Rabu, 13 Juni 2012

Mahasiswa Australian Masuk Pesantren

http://www.umm.ac.id/files/image/ACICIS.jpgmahasiswaMahasiswa Australian Consortium for In-country Indonesia Studies (Acicis) yang sedang studi di Universitas Muhammadiyah Malang (UMM), Katrina Wallis, mengaku terkesan ketika melakukan penelitian di Pondok Pesantren An-Nur 2 Bululawang dan Ar-Rifa'i Gondang Legi. Ia bahkan sempat ikut "nyantri" di dua pesantren di kabupaten Malang itu selama dua minggu.
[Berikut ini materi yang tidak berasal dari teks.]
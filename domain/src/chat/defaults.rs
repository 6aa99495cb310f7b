//! Built-in seed data for a fresh install.

use serde_json::{Value, json};

/// The starter contacts and their opening lines, in the legacy
/// `{contacts, chatHistory}` shape so they flow through the same synthesis
/// as migrated data.
pub fn default_legacy_value() -> Value {
    json!({
        "contacts": [
            {
                "id": 1,
                "name": "Eva",
                "role": "Personal AI assistant",
                "isMain": true,
                "avatar": "",
                "lastMessage": "Anything planned for today?",
                "bio": "You are Eva, a highly capable and caring AI assistant. You put the safety of the user (V) first and keep your answers clear and concise."
            },
            {
                "id": 2,
                "name": "Jackie",
                "role": "Mercenary partner",
                "isMain": false,
                "avatar": "",
                "lastMessage": "Hey choom, drinks at the Afterlife tonight?",
                "bio": "You are Jackie Welles: loyal, big-hearted and dreaming of becoming a Night City legend. You trust V completely."
            }
        ],
        "chatHistory": {
            "1": [{"role": "assistant", "content": "Morning, V. All systems nominal."}],
            "2": [{"role": "assistant", "content": "Hey choom, drinks at the Afterlife tonight?"}]
        }
    })
}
"Saya terlibat banyak kegiatan bersama para santri. Satu kamar kami tidur dengan 70-an orang, dengan fentilasi yang sangat minim," kata Katrin yang menyesuaikan pakaiannya dengan berbusana muslim selama di pesantren. Pakaian yang sama juga dikenakannya ketika mempresentasikan hasil penelitiannya di kampus I UMM, Senin (11/6).
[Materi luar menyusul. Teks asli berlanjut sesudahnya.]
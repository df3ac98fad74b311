// ================
// common/src/lib.rs
// ================
//! Common types and structures
//! used for communication between call-room clients and the signaling server.
//!
//! Every frame on the `/ws` channel is a single JSON object whose `type`
//! field selects the variant. Field names are camelCase on the wire, message
//! kinds are kebab-case (`join-room`, `webrtc-ice-candidate`, ...).

use chrono::{DateTime, Utc};
use serde::{Deserialize, Serialize};
use serde_json::{Map, Value};
use thiserror::Error;

/// Maximum number of occupants a room admits.
pub const ROOM_CAPACITY: usize = 2;

/// Message kinds a client is allowed to send.
pub const CLIENT_MESSAGE_TYPES: [&str; 6] = [
    "join-room",
    "leave-room",
    "chat-message",
    "webrtc-offer",
    "webrtc-answer",
    "webrtc-ice-candidate",
];

/// Messages sent from client to server
#[derive(Serialize, Deserialize, Debug, Clone, PartialEq)]
#[serde(tag = "type", rename_all = "kebab-case", rename_all_fields = "camelCase")]
pub enum ClientMessage {
    /// Join (or re-join) a room
    /// # Fields
    /// * `room_id` - Code of the room to join
    /// * `user_id` - Stable identity of the caller; generated by the server when absent
    JoinRoom {
        room_id: String,
        #[serde(default, skip_serializing_if = "Option::is_none")]
        user_id: Option<String>,
    },
    /// Leave the currently joined room
    LeaveRoom {
        #[serde(default, skip_serializing_if = "Option::is_none")]
        room_id: Option<String>,
    },
    /// Post a chat line to the currently joined room
    ChatMessage {
        sender: String,
        content: String,
        #[serde(default, skip_serializing_if = "Option::is_none")]
        room_id: Option<String>,
    },
    /// SDP offer, relayed untouched to the other participants
    WebrtcOffer {
        offer: Value,
        #[serde(flatten)]
        extra: Map<String, Value>,
    },
    /// SDP answer, relayed untouched to the other participants
    WebrtcAnswer {
        answer: Value,
        #[serde(flatten)]
        extra: Map<String, Value>,
    },
    /// ICE candidate, relayed untouched to the other participants
    WebrtcIceCandidate {
        candidate: Value,
        #[serde(flatten)]
        extra: Map<String, Value>,
    },
}

/// Why an inbound frame could not be turned into a [`ClientMessage`]
#[derive(Debug, Error)]
pub enum ProtocolError {
    #[error("malformed frame: {0}")]
    Malformed(#[from] serde_json::Error),

    #[error("frame has no string `type` field")]
    MissingType,

    #[error("unknown message type `{0}`")]
    UnknownType(String),
}

impl ClientMessage {
    /// Parse one text frame.
    ///
    /// The `type` tag is inspected before the body so that kinds the server
    /// does not accept (including server-only kinds such as `room-full`) are
    /// reported as [`ProtocolError::UnknownType`] rather than as malformed.
    pub fn parse(text: &str) -> Result<Self, ProtocolError> {
        let value: Value = serde_json::from_str(text)?;
        let kind = value
            .get("type")
            .and_then(Value::as_str)
            .ok_or(ProtocolError::MissingType)?;

        if !CLIENT_MESSAGE_TYPES.contains(&kind) {
            return Err(ProtocolError::UnknownType(kind.to_owned()));
        }

        Ok(serde_json::from_value(value)?)
    }

    /// The wire name of this message kind
    pub fn kind(&self) -> &'static str {
        match self {
            ClientMessage::JoinRoom { .. } => "join-room",
            ClientMessage::LeaveRoom { .. } => "leave-room",
            ClientMessage::ChatMessage { .. } => "chat-message",
            ClientMessage::WebrtcOffer { .. } => "webrtc-offer",
            ClientMessage::WebrtcAnswer { .. } => "webrtc-answer",
            ClientMessage::WebrtcIceCandidate { .. } => "webrtc-ice-candidate",
        }
    }
}

/// Messages sent from server to client
#[derive(Serialize, Deserialize, Debug, Clone, PartialEq)]
#[serde(tag = "type", rename_all = "kebab-case", rename_all_fields = "camelCase")]
pub enum ServerEvent {
    /// Someone (possibly the receiver) joined the room
    UserJoined {
        room_id: String,
        participant_count: usize,
        user_id: String,
    },
    /// Someone left the room
    UserLeft {
        room_id: String,
        participant_count: usize,
        user_id: String,
    },
    /// The join attempt was rejected because the room is at capacity
    RoomFull { room_id: String },
    /// A stored chat line
    ChatMessage {
        room_id: String,
        sender: String,
        content: String,
        /// Milliseconds since the Unix epoch
        timestamp: i64,
    },
    WebrtcOffer {
        offer: Value,
        user_id: String,
        #[serde(flatten)]
        extra: Map<String, Value>,
    },
    WebrtcAnswer {
        answer: Value,
        user_id: String,
        #[serde(flatten)]
        extra: Map<String, Value>,
    },
    WebrtcIceCandidate {
        candidate: Value,
        user_id: String,
        #[serde(flatten)]
        extra: Map<String, Value>,
    },
}

/// Which WebRTC negotiation step a relayed payload belongs to
#[derive(Debug, Clone, Copy, PartialEq, Eq)]
pub enum SignalKind {
    Offer,
    Answer,
    IceCandidate,
}

/// A WebRTC payload on its way from one participant to the others.
///
/// The server never looks inside `payload`; `extra` carries any further
/// fields the client attached so they reach the peer unchanged.
#[derive(Debug, Clone, PartialEq)]
pub struct RelayedSignal {
    pub kind: SignalKind,
    pub payload: Value,
    pub extra: Map<String, Value>,
}

impl RelayedSignal {
    pub fn new(kind: SignalKind, payload: Value, extra: Map<String, Value>) -> Self {
        Self { kind, payload, extra }
    }

    /// Turn the payload into the outbound event, attributed to `user_id`.
    /// A client-supplied `userId` is discarded.
    pub fn stamped(mut self, user_id: &str) -> ServerEvent {
        self.extra.remove("userId");
        let user_id = user_id.to_owned();
        match self.kind {
            SignalKind::Offer => ServerEvent::WebrtcOffer {
                offer: self.payload,
                user_id,
                extra: self.extra,
            },
            SignalKind::Answer => ServerEvent::WebrtcAnswer {
                answer: self.payload,
                user_id,
                extra: self.extra,
            },
            SignalKind::IceCandidate => ServerEvent::WebrtcIceCandidate {
                candidate: self.payload,
                user_id,
                extra: self.extra,
            },
        }
    }
}

/// A room as kept by the session store
#[derive(Serialize, Deserialize, Debug, Clone, PartialEq)]
#[serde(rename_all = "camelCase")]
pub struct Room {
    pub id: String,
    /// Mirrors the live membership size; the registry is authoritative
    pub participant_count: usize,
    pub created_at: DateTime<Utc>,
}

/// A chat line as kept by the session store
#[derive(Serialize, Deserialize, Debug, Clone, PartialEq)]
#[serde(rename_all = "camelCase")]
pub struct RoomMessage {
    pub id: String,
    pub room_id: String,
    pub sender: String,
    pub content: String,
    pub timestamp: DateTime<Utc>,
}

/// Directory view of a room
#[derive(Serialize, Deserialize, Debug, Clone, Copy, PartialEq, Eq)]
#[serde(rename_all = "lowercase")]
pub enum RoomStatus {
    Open,
    Full,
}

impl RoomStatus {
    pub fn for_occupancy(participants: usize) -> Self {
        if participants >= ROOM_CAPACITY {
            RoomStatus::Full
        } else {
            RoomStatus::Open
        }
    }
}

/// Entry of `GET /api/rooms`
#[derive(Serialize, Deserialize, Debug, Clone, PartialEq, Eq)]
pub struct RoomListing {
    pub id: String,
    pub participants: usize,
    pub status: RoomStatus,
}

impl RoomListing {
    pub fn new(id: String, participants: usize) -> Self {
        Self {
            id,
            participants,
            status: RoomStatus::for_occupancy(participants),
        }
    }
}

/// Body of `POST /api/rooms`
#[derive(Serialize, Deserialize, Debug, Clone, Default)]
pub struct CreateRoomRequest {
    #[serde(default)]
    pub id: Option<String>,
}

#[derive(Serialize, Deserialize, Debug, Clone, Copy, PartialEq, Eq)]
#[serde(rename_all = "lowercase")]
pub enum JoinStatus {
    Ok,
    Full,
}

/// Body of the directory join/leave responses
#[derive(Serialize, Deserialize, Debug, Clone, Copy, PartialEq, Eq)]
pub struct StatusResponse {
    pub status: JoinStatus,
}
Ketertarikan Katrin meneliti pesantren didasarkan pada pertanyaan besar tentang bagaimana pesantren mempersiapkan santrinya menghadapi arus deras modernisasi. "Saya menelusuri bagaimana manajemen pendidikan yang diterapkan, fasilitas, kurikulum pendidikan yang dijadikan pesantren sebagai unggulan menghadapi modernisasi," ungkap Katrin. Sejumlah santri, ustadz, pengurus pesantren dijadikannya sebagai informan.

Katrin menemukan sejumlah kesimpulan menarik. Kedua pesantren sepakat bahwa modernisasi harus dihadapi dengan memberi modal santri dengan pengetahuan agama yang kuat. Namun disisi lain, santri juga dibekali dengan penguasaan teknologi, baik melalui kurikulum maupun fasilitas. "Di kedua pesantren diajarkan keterampilan komputer, mempelajari Quran secara online, bahkan di Ar-Rifa'i santri diperbolehkan membawa laptop," lanjut mahasiswa semester akhir di Flinders University Adelaide Australia ini.
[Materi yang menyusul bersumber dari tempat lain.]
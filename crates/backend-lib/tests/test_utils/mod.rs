//! Shared helpers for the registry, signaling and directory suites.
#![allow(dead_code)]

use std::sync::atomic::{AtomicBool, Ordering};
use std::sync::Arc;
use std::time::Duration;

use async_trait::async_trait;
use callroom_backend::{
    AppError, ConnId, MemoryStore, RegistryConfig, RoomRegistry, SessionStore,
};
use callroom_common::{Room, RoomMessage, ServerEvent};
use tokio::sync::mpsc;

pub type Events = mpsc::UnboundedReceiver<ServerEvent>;

/// Registry over a fresh in-memory store, with default timings
pub fn spawn_registry() -> (RoomRegistry, Arc<MemoryStore>) {
    let store = Arc::new(MemoryStore::new());
    let registry = RoomRegistry::spawn(store.clone(), RegistryConfig::default());
    (registry, store)
}

/// Registry whose reservations lapse after `ttl`
pub fn spawn_registry_with_ttl(ttl: Duration) -> (RoomRegistry, Arc<MemoryStore>) {
    let store = Arc::new(MemoryStore::new());
    let config = RegistryConfig {
        reservation_ttl: ttl,
        sweep_interval: Duration::from_millis(10),
    };
    (RoomRegistry::spawn(store.clone(), config), store)
}

/// Register a connection and hand back its event receiver
pub async fn connect(registry: &RoomRegistry) -> (ConnId, Events) {
    let (tx, rx) = mpsc::unbounded_channel();
    let conn = registry.connect(tx).await.unwrap();
    (conn, rx)
}

/// Everything queued for a connection so far
pub fn drain(rx: &mut Events) -> Vec<ServerEvent> {
    let mut events = Vec::new();
    while let Ok(event) = rx.try_recv() {
        events.push(event);
    }
    events
}

pub fn user_joined(room_id: &str, participant_count: usize, user_id: &str) -> ServerEvent {
    ServerEvent::UserJoined {
        room_id: room_id.to_string(),
        participant_count,
        user_id: user_id.to_string(),
    }
}

pub fn user_left(room_id: &str, participant_count: usize, user_id: &str) -> ServerEvent {
    ServerEvent::UserLeft {
        room_id: room_id.to_string(),
        participant_count,
        user_id: user_id.to_string(),
    }
}

/// Memory store that can be told to fail room creation or message writes
#[derive(Default)]
pub struct FlakyStore {
    inner: MemoryStore,
    pub fail_rooms: AtomicBool,
    pub fail_messages: AtomicBool,
}

impl FlakyStore {
    fn check(flag: &AtomicBool) -> Result<(), AppError> {
        if flag.load(Ordering::SeqCst) {
            Err(AppError::Storage("injected failure".to_string()))
        } else {
            Ok(())
        }
    }
}

#[async_trait]
impl SessionStore for FlakyStore {
    async fn create_room(&self, id: &str) -> Result<Room, AppError> {
        Self::check(&self.fail_rooms)?;
        self.inner.create_room(id).await
    }

    async fn get_room(&self, id: &str) -> Result<Option<Room>, AppError> {
        self.inner.get_room(id).await
    }

    async fn update_participant_count(
        &self,
        id: &str,
        count: usize,
    ) -> Result<Option<Room>, AppError> {
        self.inner.update_participant_count(id, count).await
    }

    async fn list_rooms(&self) -> Result<Vec<Room>, AppError> {
        self.inner.list_rooms().await
    }

    async fn delete_room(&self, id: &str) -> Result<(), AppError> {
        self.inner.delete_room(id).await
    }

    async fn create_message(
        &self,
        room_id: &str,
        sender: &str,
        content: &str,
    ) -> Result<RoomMessage, AppError> {
        Self::check(&self.fail_messages)?;
        self.inner.create_message(room_id, sender, content).await
    }

    async fn get_messages_by_room(&self, room_id: &str) -> Result<Vec<RoomMessage>, AppError> {
        self.inner.get_messages_by_room(room_id).await
    }
}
Uniknya, meski telah dikenalkan dengan teknologi informasi dan memiliki website dan blog yang cukup menarik, kesetaraan gender yang merupakan bagian dari kurikulum modern belum diterapkan. "Santrinya perempuan, tetapi yang mengajar tetap didominasi laki-laki, tidak ada guru perempuan atau ustadzah," kata Katrin menyayangkan. Padahal guru perempuan bisa menjadi model bagaimana seharusnya perempuan berperan dalam sektor publik.

Pembimbing Katrin, Widiya Yutanti, MA, menilai penelitian Katrin cukup berhasil. Wawancara dengan informan berlangsung terbuka karena Katrin berhasil menyelami informan dengan terlibat di dalam pesantren. "Dunia pesantren memang unik. Sebagai alumni pesantren, saya bisa merasakan bagaimana tuntutan menghadapi dunia luar. Orang tua menyekolahkan saya ke pesantren justru karena mereka merasa tidak cukup punya  waktu dan kemampuan untuk mendidik saya menghadapi modernisasi itu," ungkap Widiya yang juga koordinator Acicis UMM.

Selain Katrin, ada enam lagi mahasiswa Acicis asal Australia dan dua asal Amerika Serikat yang mempresentasikan hasil risetnya hingga Selasa (12/6). Rianna Tatarelli, misalnya, secara kritis meneliti dampak pembangunan mal terhadap pasar tradisional di Blimbing dan Dinoyo, Malang. Pasar tradisional, menurutnya, tak hanya memiliki dampak ekonomi tetapi juga budaya.  Rianna menyimpulkan pasar modern boleh dibangun tetapi transaksi secara tradisional masih perlu dipertahankan.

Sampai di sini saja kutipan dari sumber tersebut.